• **THE TASK**:
Transcribe the listing below exactly, leaving nothing out.

===

use std::time::Duration;
use thiserror::Error;

/// Errors produced while scraping, caching or serving the screener dataset
#[derive(Error, Debug)]
pub enum ScreenerError {
    /// A UI step's target element was missing or never became interactable
    #[error("Element not found during {step}: {reason}")]
    ElementNotFound { step: String, reason: String },

    /// The total-count element was missing or its text was not numeric
    #[error("Failed to parse total result count: {0}")]
    CountParse(String),

    /// The backing key-value store could not be reached
    #[error("Record store unavailable: {0}")]
    StoreUnavailable(String),

    /// Another run kept the dataset fresh for longer than the wait bound
    #[error("Dataset '{dataset}' stayed unavailable for {waited:?}")]
    RunBlockedTimeout { dataset: String, waited: Duration },

    /// The run's lease lapsed and another run may now own the dataset
    #[error("Run lease on dataset '{0}' was lost")]
    LeaseLost(String),

    #[error("Failed to launch browser: {0}")]
    LaunchFailed(String),

    #[error("Failed to connect to browser: {0}")]
    ConnectionFailed(String),

    #[error("Navigation failed: {0}")]
    NavigationFailed(String),

    #[error("Tab operation failed: {0}")]
    TabOperationFailed(String),

    #[error("JavaScript evaluation failed: {0}")]
    EvaluationFailed(String),

    /// The results table could not be read into rows
    #[error("Failed to parse results table: {0}")]
    TableParseFailed(String),

    #[error("Invalid configuration: {0}")]
    Config(String),
}

impl ScreenerError {
    /// Stable label for logs and HTTP error bodies
    pub fn kind(&self) -> &'static str {
        match self {
            ScreenerError::ElementNotFound { .. } => "element_not_found",
            ScreenerError::CountParse(_) => "count_parse_error",
            ScreenerError::StoreUnavailable(_) => "store_unavailable",
            ScreenerError::RunBlockedTimeout { .. } => "run_blocked_timeout",
            ScreenerError::LeaseLost(_) => "lease_lost",
            ScreenerError::LaunchFailed(_) => "launch_failed",
            ScreenerError::ConnectionFailed(_) => "connection_failed",
            ScreenerError::NavigationFailed(_) => "navigation_failed",
            ScreenerError::TabOperationFailed(_) => "tab_operation_failed",
            ScreenerError::EvaluationFailed(_) => "evaluation_failed",
            ScreenerError::TableParseFailed(_) => "table_parse_failed",
            ScreenerError::Config(_) => "config_error",
        }
    }

    /// HTTP status the front end reports for this error.
    ///
    /// Store and gate failures are "try again later" (503); anything that went
    /// wrong on the remote page is an upstream failure (502).
    pub fn status_code(&self) -> u16 {
        match self {
            ScreenerError::StoreUnavailable(_)
            | ScreenerError::RunBlockedTimeout { .. }
            | ScreenerError::LeaseLost(_) => 503,
            ScreenerError::ElementNotFound { .. }
            | ScreenerError::CountParse(_)
            | ScreenerError::NavigationFailed(_)
            | ScreenerError::EvaluationFailed(_)
            | ScreenerError::TableParseFailed(_) => 502,
            ScreenerError::LaunchFailed(_)
            | ScreenerError::ConnectionFailed(_)
            | ScreenerError::TabOperationFailed(_)
            | ScreenerError::Config(_) => 500,
        }
    }
}

impl From<serde_json::Error> for ScreenerError {
    fn from(e: serde_json::Error) -> Self {
        ScreenerError::Config(e.to_string())
    }
}

#[cfg(feature = "redis-backend")]
impl From<redis::RedisError> for ScreenerError {
    fn from(e: redis::RedisError) -> Self {
        ScreenerError::StoreUnavailable(e.to_string())
    }
}

pub type Result<T> = std::result::Result<T, ScreenerError>;

#[cfg(test)]
mod tests {
    use super::*;

    #[test]
    fn test_element_not_found_names_step() {
        let err = ScreenerError::ElementNotFound {
            step: "open region menu".to_string(),
            reason: "timed out".to_string(),
        };
        assert_eq!(err.to_string(), "Element not found during open region menu: timed out");
        assert_eq!(err.kind(), "element_not_found");
        assert_eq!(err.status_code(), 502);
    }

    #[test]
    fn test_gate_errors_are_unavailable() {
        let blocked = ScreenerError::RunBlockedTimeout {
            dataset: "stocks".to_string(),
            waited: Duration::from_secs(5),
        };
        assert_eq!(blocked.status_code(), 503);
        assert_eq!(ScreenerError::StoreUnavailable("down".into()).status_code(), 503);
        assert_eq!(ScreenerError::LeaseLost("stocks".into()).status_code(), 503);
        assert_eq!(ScreenerError::Config("bad".into()).status_code(), 500);
    }
}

===

• **SOLUTION FOR THIS TASK**:
use std::time::Duration;
use thiserror::Error;

/// Errors produced while scraping, caching or serving the screener dataset
#[derive(Error, Debug)]
pub enum ScreenerError {
    /// A UI step's target element was missing or never became interactable
    #[error("Element not found during {step}: {reason}")]
    ElementNotFound { step: String, reason: String },

    /// The total-count element was missing or its text was not numeric
    #[error("Failed to parse total result count: {0}")]
    CountParse(String),

    /// The backing key-value store could not be reached
    #[error("Record store unavailable: {0}")]
    StoreUnavailable(String),

    /// Another run kept the dataset fresh for longer than the wait bound
    #[error("Dataset '{dataset}' stayed unavailable for {waited:?}")]
    RunBlockedTimeout { dataset: String, waited: Duration },

    /// The run's lease lapsed and another run may now own the dataset
    #[error("Run lease on dataset '{0}' was lost")]
    LeaseLost(String),

    #[error("Failed to launch browser: {0}")]
    LaunchFailed(String),

    #[error("Failed to connect to browser: {0}")]
    ConnectionFailed(String),

    #[error("Navigation failed: {0}")]
    NavigationFailed(String),

    #[error("Tab operation failed: {0}")]
    TabOperationFailed(String),

    #[error("JavaScript evaluation failed: {0}")]
    EvaluationFailed(String),

    /// The results table could not be read into rows
    #[error("Failed to parse results table: {0}")]
    TableParseFailed(String),

    #[error("Invalid configuration: {0}")]
    Config(String),
}

impl ScreenerError {
    /// Stable label for logs and HTTP error bodies
    pub fn kind(&self) -> &'static str {
        match self {
            ScreenerError::ElementNotFound { .. } => "element_not_found",
            ScreenerError::CountParse(_) => "count_parse_error",
            ScreenerError::StoreUnavailable(_) => "store_unavailable",
            ScreenerError::RunBlockedTimeout { .. } => "run_blocked_timeout",
            ScreenerError::LeaseLost(_) => "lease_lost",
            ScreenerError::LaunchFailed(_) => "launch_failed",
            ScreenerError::ConnectionFailed(_) => "connection_failed",
            ScreenerError::NavigationFailed(_) => "navigation_failed",
            ScreenerError::TabOperationFailed(_) => "tab_operation_failed",
            ScreenerError::EvaluationFailed(_) => "evaluation_failed",
            ScreenerError::TableParseFailed(_) => "table_parse_failed",
            ScreenerError::Config(_) => "config_error",
        }
    }

    /// HTTP status the front end reports for this error.
    ///
    /// Store and gate failures are "try again later" (503); anything that went
    /// wrong on the remote page is an upstream failure (502).
    pub fn status_code(&self) -> u16 {
        match self {
            ScreenerError::StoreUnavailable(_)
            | ScreenerError::RunBlockedTimeout { .. }
            | ScreenerError::LeaseLost(_) => 503,
            ScreenerError::ElementNotFound { .. }
            | ScreenerError::CountParse(_)
            | ScreenerError::NavigationFailed(_)
            | ScreenerError::EvaluationFailed(_)
            | ScreenerError::TableParseFailed(_) => 502,
            ScreenerError::LaunchFailed(_)
            | ScreenerError::ConnectionFailed(_)
            | ScreenerError::TabOperationFailed(_)
            | ScreenerError::Config(_) => 500,
        }
    }
}

impl From<serde_json::Error> for ScreenerError {
    fn from(e: serde_json::Error) -> Self {
        ScreenerError::Config(e.to_string())
    }
}

#[cfg(feature = "redis-backend")]
impl From<redis::RedisError> for ScreenerError {
    fn from(e: redis::RedisError) -> Self {
        ScreenerError::StoreUnavailable(e.to_string())
    }
}

pub type Result<T> = std::result::Result<T, ScreenerError>;

#[cfg(test)]
mod tests {
    use super::*;

    #[test]
    fn test_element_not_found_names_step() {
        let err = ScreenerError::ElementNotFound {
            step: "open region menu".to_string(),
            reason: "timed out".to_string(),
        };
        assert_eq!(err.to_string(), "Element not found during open region menu: timed out");
        assert_eq!(err.kind(), "element_not_found");
        assert_eq!(err.status_code(), 502);
    }

    #[test]
    fn test_gate_errors_are_unavailable() {
        let blocked = ScreenerError::RunBlockedTimeout {
            dataset: "stocks".to_string(),
            waited: Duration::from_secs(5),
        };
        assert_eq!(blocked.status_code(), 503);
        assert_eq!(ScreenerError::StoreUnavailable("down".into()).status_code(), 503);
        assert_eq!(ScreenerError::LeaseLost("stocks".into()).status_code(), 503);
        assert_eq!(ScreenerError::Config("bad".into()).status_code(), 500);
    }
}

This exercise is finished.